WHAT IS REQUIRED >>
Only the lines from the beginning of the data below through the line that contains "if options.condition == SetCondition::IfExists" should be repeated, exactly as written.

[INPUT DATA — start]

use super::parse_numbers::parse_i64;

#[derive(Debug, Clone, Copy, PartialEq, Eq)]
pub(super) enum SetCondition {
    Always,
    IfMissing,
    IfExists,
}

#[derive(Debug, Clone, Copy, PartialEq, Eq)]
pub(super) struct SetOptions {
    pub(super) condition: SetCondition,
    /// Relative TTL in nanoseconds; zero means no expiry.
    pub(super) ttl_nanos: i64,
}

impl Default for SetOptions {
    fn default() -> Self {
        Self {
            condition: SetCondition::Always,
            ttl_nanos: 0,
        }
    }
}

/// Parses the trailing `SET` options: `EX <sec>`, `PX <ms>`, `NX`, `XX`.
pub(super) fn parse_set_options(args: &[Vec<u8>]) -> Result<SetOptions, String> {
    let mut options = SetOptions::default();
    let mut index = 0_usize;

    while let Some(arg) = args.get(index) {
        if arg.eq_ignore_ascii_case(b"NX") {
            if options.condition == SetCondition::IfExists {
                return Err("syntax error".to_owned());
            }
            options.condition = SetCondition::IfMissing;
            index += 1;
            continue;
        }
        if arg.eq_ignore_ascii_case(b"XX") {
            if options.condition == SetCondition::IfMissing {
                return Err("syntax error".to_owned());
            }
            options.condition = SetCondition::IfExists;
            index += 1;
            continue;
        }
        if arg.eq_ignore_ascii_case(b"EX") || arg.eq_ignore_ascii_case(b"PX") {
            if options.ttl_nanos != 0 {
                return Err("syntax error".to_owned());
            }
            let Some(raw_expire) = args.get(index + 1) else {
                return Err("syntax error".to_owned());
            };
            let Ok(expire) = parse_i64(raw_expire) else {
                return Err("value is not an integer or out of range".to_owned());
            };
            if expire <= 0 {
                return Err("invalid expire time in 'SET' command".to_owned());
            }

            let scale = if arg.eq_ignore_ascii_case(b"EX") {
                1_000_000_000
            } else {
                1_000_000
            };
            options.ttl_nanos = expire.saturating_mul(scale);
            index += 2;
            continue;
        }

        return Err("syntax error".to_owned());
    }

    Ok(options)
}
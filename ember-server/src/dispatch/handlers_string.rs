use ember_common::error::EmberError;

use super::parse_numbers::parse_i64;
use super::parse_opts::{parse_set_options, SetCondition};
use super::{CommandFrame, ServerContext};
use crate::reply::CommandReply;

pub(super) fn handle_set(ctx: &ServerContext, frame: &CommandFrame) -> CommandReply {
    let key = &frame.args[0];
    let value = frame.args[1].clone();
    let options = match parse_set_options(&frame.args[2..]) {
        Ok(options) => options,
        Err(error) => return CommandReply::Error(error),
    };

    match options.condition {
        SetCondition::IfExists if !ctx.cache.exists(key) => return CommandReply::Null,
        SetCondition::IfMissing => {
            if ctx.cache.set(key, value, options.ttl_nanos, true) == Err(EmberError::KeyExists) {
                return CommandReply::Null;
            }
            return CommandReply::SimpleString("OK".to_owned());
        }
        _ => {}
    }

    let _ = ctx.cache.set(key, value, options.ttl_nanos, false);
    CommandReply::SimpleString("OK".to_owned())
}

pub(super) fn handle_get(ctx: &ServerContext, frame: &CommandFrame) -> CommandReply {
    match ctx.cache.get(&frame.args[0]) {
        Some(value) => CommandReply::BulkString(value),
        None => CommandReply::Null,
    }
}

pub(super) fn handle_setnx(ctx: &ServerContext, frame: &CommandFrame) -> CommandReply {
    match ctx.cache.set(&frame.args[0], frame.args[1].clone(), 0, true) {
        Ok(()) => CommandReply::Integer(1),
        Err(_) => CommandReply::Integer(0),
    }
}

pub(super) fn handle_setex(ctx: &ServerContext, frame: &CommandFrame) -> CommandReply {
    let Ok(seconds) = parse_i64(&frame.args[1]) else {
        return CommandReply::Error("invalid expire time in 'SETEX' command".to_owned());
    };
    if seconds <= 0 {
        return CommandReply::Error("invalid expire time in 'SETEX' command".to_owned());
    }
    let ttl_nanos = seconds.saturating_mul(1_000_000_000);
    let _ = ctx
        .cache
        .set(&frame.args[0], frame.args[2].clone(), ttl_nanos, false);
    CommandReply::SimpleString("OK".to_owned())
}

pub(super) fn handle_mget(ctx: &ServerContext, frame: &CommandFrame) -> CommandReply {
    let values = ctx.cache.mget(&frame.args);
    CommandReply::Array(
        values
            .into_iter()
            .map(|value| value.map_or(CommandReply::Null, CommandReply::BulkString))
            .collect(),
    )
}

pub(super) fn handle_mset(ctx: &ServerContext, frame: &CommandFrame) -> CommandReply {
    if frame.args.is_empty() || frame.args.len() % 2 != 0 {
        return CommandReply::Error("wrong number of arguments for 'MSET' command".to_owned());
    }
    let pairs: Vec<(Vec<u8>, Vec<u8>)> = frame
        .args
        .chunks_exact(2)
        .map(|pair| (pair[0].clone(), pair[1].clone()))
        .collect();
    ctx.cache.mset(&pairs);
    CommandReply::SimpleString("OK".to_owned())
}

pub(super) fn handle_append(ctx: &ServerContext, frame: &CommandFrame) -> CommandReply {
    let length = ctx.cache.append(&frame.args[0], &frame.args[1]);
    CommandReply::Integer(i64::try_from(length).unwrap_or(i64::MAX))
}

pub(super) fn handle_strlen(ctx: &ServerContext, frame: &CommandFrame) -> CommandReply {
    let length = ctx.cache.strlen(&frame.args[0]);
    CommandReply::Integer(i64::try_from(length).unwrap_or(i64::MAX))
}
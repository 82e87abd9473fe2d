//! Request-side wire parsing.
//!
//! Two framings are accepted on the same connection, distinguished by peeking the first byte:
//! multibulk (`*N\r\n$len\r\n…`) from real clients, and whitespace-split inline lines for
//! telnet-style use. Parse failures surface as `InvalidData` errors and drop the connection.

use std::io::{self, BufRead, Read};

/// Upper bound for one bulk argument, matching the usual proto-max-bulk-len.
const MAX_BULK_SIZE: usize = 512 * 1024 * 1024;

/// Reads one command as a token list. `Ok(None)` is a clean end-of-stream before any byte of a
/// request; an empty list is a blank line (the caller skips it).
///
/// # Errors
///
/// `InvalidData` for malformed framing, plus any transport error (including read timeouts).
pub fn read_command<R: BufRead>(reader: &mut R) -> io::Result<Option<Vec<Vec<u8>>>> {
    let first = {
        let available = reader.fill_buf()?;
        if available.is_empty() {
            return Ok(None);
        }
        available[0]
    };

    if first == b'*' {
        read_multibulk(reader).map(Some)
    } else {
        read_inline(reader).map(Some)
    }
}

fn protocol_error(context: &str) -> io::Error {
    io::Error::new(io::ErrorKind::InvalidData, format!("protocol error: {context}"))
}

fn read_multibulk<R: BufRead>(reader: &mut R) -> io::Result<Vec<Vec<u8>>> {
    let header = read_line(reader)?;
    if header.first() != Some(&b'*') {
        return Err(protocol_error("expected multibulk header"));
    }
    let count = parse_ascii_usize(&header[1..])
        .ok_or_else(|| protocol_error("invalid multibulk length"))?;
    if count == 0 {
        return Ok(Vec::new());
    }

    let mut args = Vec::with_capacity(count.min(1024));
    for _ in 0..count {
        let bulk_header = read_line(reader)?;
        if bulk_header.first() != Some(&b'$') {
            return Err(protocol_error("expected bulk length"));
        }
        let size = parse_ascii_usize(&bulk_header[1..])
            .filter(|&size| size <= MAX_BULK_SIZE)
            .ok_or_else(|| protocol_error("invalid bulk length"))?;

        let mut payload = vec![0_u8; size + 2];
        reader.read_exact(&mut payload)?;
        payload.truncate(size);
        args.push(payload);
    }
    Ok(args)
}

fn read_inline<R: BufRead>(reader: &mut R) -> io::Result<Vec<Vec<u8>>> {
    let line = read_line(reader)?;
    Ok(line
        .split(|&byte| byte == b' ')
        .filter(|token| !token.is_empty())
        .map(<[u8]>::to_vec)
        .collect())
}

/// Reads up to `\n`, stripping the `\r\n` or `\n` terminator.
fn read_line<R: BufRead>(reader: &mut R) -> io::Result<Vec<u8>> {
    let mut line = Vec::new();
    let read = reader.read_until(b'\n', &mut line)?;
    if read == 0 || line.last() != Some(&b'\n') {
        return Err(io::ErrorKind::UnexpectedEof.into());
    }
    line.pop();
    if line.last() == Some(&b'\r') {
        line.pop();
    }
    Ok(line)
}

fn parse_ascii_usize(digits: &[u8]) -> Option<usize> {
    std::str::from_utf8(digits).ok()?.parse::<usize>().ok()
}

#[cfg(test)]
mod tests {
    use super::read_command;
    use googletest::prelude::*;
    use rstest::rstest;
    use std::io::BufReader;

    fn parse(input: &[u8]) -> Option<Vec<Vec<u8>>> {
        read_command(&mut BufReader::new(input)).expect("parse")
    }

    #[rstest]
    fn multibulk_command_parses_binary_safe_arguments() {
        let args = parse(b"*3\r\n$3\r\nSET\r\n$1\r\nk\r\n$5\r\nv\r\n \r\r\n").expect("args");
        assert_that!(
            args,
            eq(&vec![b"SET".to_vec(), b"k".to_vec(), b"v\r\n \r".to_vec()])
        );
    }

    #[rstest]
    fn inline_command_splits_on_whitespace() {
        let args = parse(b"SET  key   value\r\n").expect("args");
        assert_that!(
            args,
            eq(&vec![b"SET".to_vec(), b"key".to_vec(), b"value".to_vec()])
        );
    }

    #[rstest]
    fn inline_accepts_bare_newline_termination() {
        let args = parse(b"PING\n").expect("args");
        assert_that!(args, eq(&vec![b"PING".to_vec()]));
    }

    #[rstest]
    fn empty_stream_is_clean_eof() {
        assert_that!(parse(b""), eq(&None));
    }

    #[rstest]
    fn blank_line_yields_empty_token_list() {
        assert_that!(parse(b"\r\n"), eq(&Some(Vec::new())));
    }

    #[rstest]
    #[case(b"*not-a-number\r\n$3\r\nGET\r\n".as_slice())]
    #[case(b"*1\r\n#3\r\nGET\r\n".as_slice())]
    #[case(b"*1\r\n$-5\r\nGET\r\n".as_slice())]
    #[case(b"*2\r\n$3\r\nGET\r\n".as_slice())]
    fn malformed_framing_is_a_protocol_error(#[case] input: &[u8]) {
        let result = read_command(&mut BufReader::new(input));
        assert_that!(result.is_err(), eq(true));
    }

    #[rstest]
    fn pipelined_commands_parse_sequentially() {
        let mut reader = BufReader::new(b"PING\r\n*1\r\n$4\r\nPING\r\n".as_slice());
        let first = read_command(&mut reader).expect("parse").expect("args");
        let second = read_command(&mut reader).expect("parse").expect("args");
        assert_that!(first, eq(&vec![b"PING".to_vec()]));
        assert_that!(second, eq(&vec![b"PING".to_vec()]));
        assert_that!(read_command(&mut reader).expect("parse"), eq(&None));
    }
}
//! Hot-path container aliases.
//!
//! Container choices for shard-local tables are centralized here so future allocator or hash
//! policy changes stay out of the operation modules.

use hashbrown::HashMap as HbMap;

/// Hot-path hash map used by shard maps and the cold-tier index.
pub(crate) type HotMap<K, V> = HbMap<K, V>;
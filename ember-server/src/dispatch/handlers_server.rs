use tracing::{error, info};

use super::{CommandFrame, ServerContext};
use crate::reply::CommandReply;

pub(super) fn handle_ping(_ctx: &ServerContext, frame: &CommandFrame) -> CommandReply {
    match frame.args.len() {
        0 => CommandReply::SimpleString("PONG".to_owned()),
        1 => CommandReply::BulkString(frame.args[0].clone()),
        _ => CommandReply::Error("wrong number of arguments for 'PING' command".to_owned()),
    }
}

pub(super) fn handle_echo(_ctx: &ServerContext, frame: &CommandFrame) -> CommandReply {
    CommandReply::BulkString(frame.args[0].clone())
}

pub(super) fn handle_dbsize(ctx: &ServerContext, _frame: &CommandFrame) -> CommandReply {
    CommandReply::Integer(ctx.cache.count_keys())
}

pub(super) fn handle_flushdb(ctx: &ServerContext, _frame: &CommandFrame) -> CommandReply {
    ctx.cache.flush_db();
    CommandReply::SimpleString("OK".to_owned())
}

pub(super) fn handle_info(ctx: &ServerContext, _frame: &CommandFrame) -> CommandReply {
    let keys = ctx.cache.count_keys();
    let info = format!(
        "# Server\r\n\
         embercache_version:{}\r\n\
         resp_protocol:2\r\n\
         tcp_port:{}\r\n\
         # Clients\r\n\
         # Keyspace\r\n\
         db0:keys={keys},expires=0\r\n",
        env!("CARGO_PKG_VERSION"),
        ctx.port_label,
    );
    CommandReply::BulkString(info.into_bytes())
}

/// `SELECT`, `COMMAND`, and `CLIENT` are accepted for client compatibility and ignored; a
/// single logical database is assumed.
pub(super) fn handle_noop_ok(_ctx: &ServerContext, _frame: &CommandFrame) -> CommandReply {
    CommandReply::SimpleString("OK".to_owned())
}

pub(super) fn handle_config(_ctx: &ServerContext, frame: &CommandFrame) -> CommandReply {
    if frame
        .args
        .first()
        .is_some_and(|sub| sub.eq_ignore_ascii_case(b"SET"))
    {
        return CommandReply::SimpleString("OK".to_owned());
    }
    // CONFIG GET answers with an empty table.
    CommandReply::Array(Vec::new())
}

pub(super) fn handle_bgrewriteaof(ctx: &ServerContext, _frame: &CommandFrame) -> CommandReply {
    let Some(journal) = ctx.journal.as_ref() else {
        return CommandReply::Error("journaling is disabled".to_owned());
    };

    let cache = &ctx.cache;
    match journal.rewrite(|emit| {
        cache.snapshot(|key, value, expire_at| emit(key, value, expire_at));
    }) {
        Ok(()) => {
            info!("journal rewrite finished");
            CommandReply::SimpleString("OK".to_owned())
        }
        Err(err) => {
            error!(%err, "journal rewrite failed");
            CommandReply::Error("journal rewrite failed".to_owned())
        }
    }
}
//! Background scheduler for the three periodic duties: TTL expiry, cold eviction, cold flush.

use std::sync::mpsc::{self, RecvTimeoutError};
use std::sync::Arc;
use std::thread::{self, JoinHandle};
use std::time::{Duration, Instant};

use tracing::debug;

use crate::cache::Cache;

const TTL_INTERVAL: Duration = Duration::from_secs(1);
const COLD_EVICT_INTERVAL: Duration = Duration::from_secs(10);
const COLD_FLUSH_INTERVAL: Duration = Duration::from_secs(30);

/// Owns the scheduler thread. Dropping without [`Janitor::stop`] detaches the thread; it parks
/// on a disconnected channel and exits on its next wakeup.
#[derive(Debug)]
pub struct Janitor {
    stop_tx: Option<mpsc::Sender<()>>,
    handle: Option<JoinHandle<()>>,
}

impl Janitor {
    /// Starts the scheduler over a shared cache.
    #[must_use]
    pub fn start(cache: Arc<Cache>) -> Self {
        let (stop_tx, stop_rx) = mpsc::channel::<()>();
        let handle = thread::Builder::new()
            .name("ember-janitor".to_owned())
            .spawn(move || run(&cache, &stop_rx))
            .ok();
        Self {
            stop_tx: Some(stop_tx),
            handle,
        }
    }

    /// Stops the scheduler and joins its thread. In-flight per-shard passes run to completion.
    pub fn stop(&mut self) {
        drop(self.stop_tx.take());
        if let Some(handle) = self.handle.take() {
            let _ = handle.join();
        }
    }
}

fn run(cache: &Arc<Cache>, stop_rx: &mpsc::Receiver<()>) {
    let mut next_ttl = Instant::now() + TTL_INTERVAL;
    let mut next_cold_evict = Instant::now() + COLD_EVICT_INTERVAL;
    // Armed lazily once the cache reports a cold store.
    let mut next_cold_flush: Option<Instant> = None;

    loop {
        if next_cold_flush.is_none() && cache.has_cold() {
            next_cold_flush = Some(Instant::now() + COLD_FLUSH_INTERVAL);
        }

        let mut next_due = next_ttl.min(next_cold_evict);
        if let Some(flush_at) = next_cold_flush {
            next_due = next_due.min(flush_at);
        }

        let timeout = next_due.saturating_duration_since(Instant::now());
        match stop_rx.recv_timeout(timeout) {
            Ok(()) | Err(RecvTimeoutError::Disconnected) => {
                debug!("janitor stopping");
                return;
            }
            Err(RecvTimeoutError::Timeout) => {}
        }

        let now = Instant::now();
        if now >= next_ttl {
            cache.expire_by_ttl();
            next_ttl = now + TTL_INTERVAL;
        }
        if now >= next_cold_evict {
            cache.evict_cold();
            next_cold_evict = now + COLD_EVICT_INTERVAL;
        }
        if let Some(flush_at) = next_cold_flush {
            if now >= flush_at {
                cache.flush_cold();
                next_cold_flush = Some(now + COLD_FLUSH_INTERVAL);
            }
        }
    }
}

#[cfg(test)]
mod tests {
    use super::Janitor;
    use crate::cache::Cache;
    use ember_common::persist::NullPersistence;
    use googletest::prelude::*;
    use rstest::rstest;
    use std::sync::Arc;

    #[rstest]
    fn stop_returns_promptly() {
        let cache = Arc::new(Cache::new(Arc::new(NullPersistence)));
        let mut janitor = Janitor::start(Arc::clone(&cache));
        let started = std::time::Instant::now();
        janitor.stop();
        assert_that!(started.elapsed() < std::time::Duration::from_secs(1), eq(true));
    }
}
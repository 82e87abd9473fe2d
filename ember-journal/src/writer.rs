//! Journal file ownership and the buffered single-writer task.
//!
//! Producers frame records and hand them to a bounded channel; exactly one background thread
//! consumes it, writing through a 64 KiB buffer and syncing on a one-second tick. Producers
//! never perform I/O.

use std::fs::{File, OpenOptions};
use std::io::{BufWriter, Write};
use std::path::{Path, PathBuf};
use std::sync::atomic::AtomicBool;
use std::sync::mpsc::{Receiver, RecvTimeoutError, SyncSender, TryRecvError};
use std::sync::{mpsc, Arc, Mutex, MutexGuard, PoisonError};
use std::thread::{self, JoinHandle};
use std::time::{Duration, Instant};

use tracing::{debug, error};

use ember_common::error::EmberResult;

use crate::record::build_record;

pub(crate) const JOURNAL_FILE: &str = "journal.aof";
pub(crate) const WRITE_BUF_SIZE: usize = 64 * 1024;
const CHANNEL_CAPACITY: usize = 4096;
const FLUSH_INTERVAL: Duration = Duration::from_secs(1);

pub(crate) enum WriterCommand {
    Record(Vec<u8>),
    Flush(mpsc::Sender<()>),
    Shutdown,
}

/// The journal file plus its user-space buffer. Guarded by one mutex taken by the writer
/// thread, the fsync tick, recovery, and the rewrite swap.
pub(crate) struct AofFile {
    pub(crate) writer: BufWriter<File>,
}

impl AofFile {
    pub(crate) fn open(dir: &Path) -> EmberResult<Self> {
        let file = OpenOptions::new()
            .create(true)
            .read(true)
            .append(true)
            .open(dir.join(JOURNAL_FILE))?;
        Ok(Self {
            writer: BufWriter::with_capacity(WRITE_BUF_SIZE, file),
        })
    }

    pub(crate) fn flush_and_sync(&mut self) {
        if let Err(err) = self.writer.flush() {
            error!(%err, "journal buffer flush failed");
        }
        if let Err(err) = self.writer.get_ref().sync_all() {
            error!(%err, "journal fsync failed");
        }
    }
}

/// Rewrite coordination: while `active`, the writer duplicates every record into `tail` so the
/// rewrite can replay writes that raced with the snapshot.
pub(crate) struct RewriteState {
    pub(crate) active: AtomicBool,
    pub(crate) tail: Mutex<Vec<Vec<u8>>>,
}

/// Append-only journal handle.
pub struct Aof {
    pub(crate) dir: PathBuf,
    pub(crate) file: Arc<Mutex<AofFile>>,
    pub(crate) rewrite_state: Arc<RewriteState>,
    sender: SyncSender<WriterCommand>,
    writer_thread: Mutex<Option<JoinHandle<()>>>,
}

impl std::fmt::Debug for Aof {
    fn fmt(&self, f: &mut std::fmt::Formatter<'_>) -> std::fmt::Result {
        f.debug_struct("Aof").field("dir", &self.dir).finish_non_exhaustive()
    }
}

impl Aof {
    /// Opens (or creates) `journal.aof` under `dir` and starts the background writer.
    ///
    /// # Errors
    ///
    /// Fails when the directory or file cannot be created or the writer thread cannot spawn.
    pub fn open(dir: &Path) -> EmberResult<Self> {
        std::fs::create_dir_all(dir)?;
        let file = Arc::new(Mutex::new(AofFile::open(dir)?));
        let rewrite_state = Arc::new(RewriteState {
            active: AtomicBool::new(false),
            tail: Mutex::new(Vec::new()),
        });

        let (sender, receiver) = mpsc::sync_channel::<WriterCommand>(CHANNEL_CAPACITY);
        let file_for_writer = Arc::clone(&file);
        let rewrite_for_writer = Arc::clone(&rewrite_state);
        let writer_thread = thread::Builder::new()
            .name("ember-journal-writer".to_owned())
            .spawn(move || writer_loop(&receiver, &file_for_writer, &rewrite_for_writer))?;

        Ok(Self {
            dir: dir.to_path_buf(),
            file,
            rewrite_state,
            sender,
            writer_thread: Mutex::new(Some(writer_thread)),
        })
    }

    /// Frames and enqueues one record. Blocks only when the channel is full; returns as soon
    /// as the record is queued. After [`Aof::close`] the record is silently dropped.
    pub fn append(&self, cmd: &str, key: &[u8], value: &[u8], expire_at: i64) {
        let record = build_record(cmd, key, value, expire_at);
        if self.sender.send(WriterCommand::Record(record)).is_err() {
            debug!("journal append after shutdown dropped");
        }
    }

    /// Blocks until every record enqueued so far is flushed and fsynced.
    pub fn flush_sync(&self) {
        let (ack_tx, ack_rx) = mpsc::channel::<()>();
        if self.sender.send(WriterCommand::Flush(ack_tx)).is_err() {
            return;
        }
        let _ = ack_rx.recv_timeout(Duration::from_secs(5));
    }

    /// Drains the channel, performs a final flush+fsync, and joins the writer thread.
    pub fn close(&self) {
        let _ = self.sender.send(WriterCommand::Shutdown);
        let handle = self
            .writer_thread
            .lock()
            .unwrap_or_else(PoisonError::into_inner)
            .take();
        if let Some(handle) = handle {
            let _ = handle.join();
        }
    }

    pub(crate) fn lock_file(&self) -> MutexGuard<'_, AofFile> {
        self.file.lock().unwrap_or_else(PoisonError::into_inner)
    }
}

fn writer_loop(
    receiver: &Receiver<WriterCommand>,
    file: &Arc<Mutex<AofFile>>,
    rewrite: &Arc<RewriteState>,
) {
    let mut next_sync = Instant::now() + FLUSH_INTERVAL;
    loop {
        let timeout = next_sync.saturating_duration_since(Instant::now());
        let first = match receiver.recv_timeout(timeout) {
            Ok(command) => Some(command),
            Err(RecvTimeoutError::Timeout) => {
                let mut guard = file.lock().unwrap_or_else(PoisonError::into_inner);
                guard.flush_and_sync();
                next_sync = Instant::now() + FLUSH_INTERVAL;
                continue;
            }
            Err(RecvTimeoutError::Disconnected) => None,
        };

        let mut guard = file.lock().unwrap_or_else(PoisonError::into_inner);
        let mut flush_waiters: Vec<mpsc::Sender<()>> = Vec::new();
        let mut shutdown = first.is_none();
        if let Some(command) = first {
            apply_command(command, &mut guard, rewrite, &mut flush_waiters, &mut shutdown);
        }
        // Drain whatever queued up while we held the lock.
        loop {
            match receiver.try_recv() {
                Ok(command) => {
                    apply_command(command, &mut guard, rewrite, &mut flush_waiters, &mut shutdown);
                }
                Err(TryRecvError::Empty) => break,
                Err(TryRecvError::Disconnected) => {
                    shutdown = true;
                    break;
                }
            }
        }

        if !flush_waiters.is_empty() || shutdown {
            guard.flush_and_sync();
            next_sync = Instant::now() + FLUSH_INTERVAL;
        }
        for waiter in flush_waiters {
            let _ = waiter.send(());
        }
        if shutdown {
            return;
        }
    }
}

fn apply_command(
    command: WriterCommand,
    guard: &mut AofFile,
    rewrite: &RewriteState,
    flush_waiters: &mut Vec<mpsc::Sender<()>>,
    shutdown: &mut bool,
) {
    match command {
        WriterCommand::Record(record) => write_record(guard, rewrite, &record),
        WriterCommand::Flush(waiter) => flush_waiters.push(waiter),
        WriterCommand::Shutdown => *shutdown = true,
    }
}

fn write_record(guard: &mut AofFile, rewrite: &RewriteState, record: &[u8]) {
    if let Err(err) = guard.writer.write_all(record) {
        error!(%err, "journal write failed");
        return;
    }
    if rewrite.active.load(std::sync::atomic::Ordering::Acquire) {
        rewrite
            .tail
            .lock()
            .unwrap_or_else(PoisonError::into_inner)
            .push(record.to_vec());
    }
}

[INPUT DATA — finish]

WRITTEN REPLY >>
use super::parse_numbers::parse_i64;

#[derive(Debug, Clone, Copy, PartialEq, Eq)]
pub(super) enum SetCondition {
    Always,
    IfMissing,
    IfExists,
}

#[derive(Debug, Clone, Copy, PartialEq, Eq)]
pub(super) struct SetOptions {
    pub(super) condition: SetCondition,
    /// Relative TTL in nanoseconds; zero means no expiry.
    pub(super) ttl_nanos: i64,
}

impl Default for SetOptions {
    fn default() -> Self {
        Self {
            condition: SetCondition::Always,
            ttl_nanos: 0,
        }
    }
}

/// Parses the trailing `SET` options: `EX <sec>`, `PX <ms>`, `NX`, `XX`.
pub(super) fn parse_set_options(args: &[Vec<u8>]) -> Result<SetOptions, String> {
    let mut options = SetOptions::default();
    let mut index = 0_usize;

    while let Some(arg) = args.get(index) {
        if arg.eq_ignore_ascii_case(b"NX") {
            if options.condition == SetCondition::IfExists {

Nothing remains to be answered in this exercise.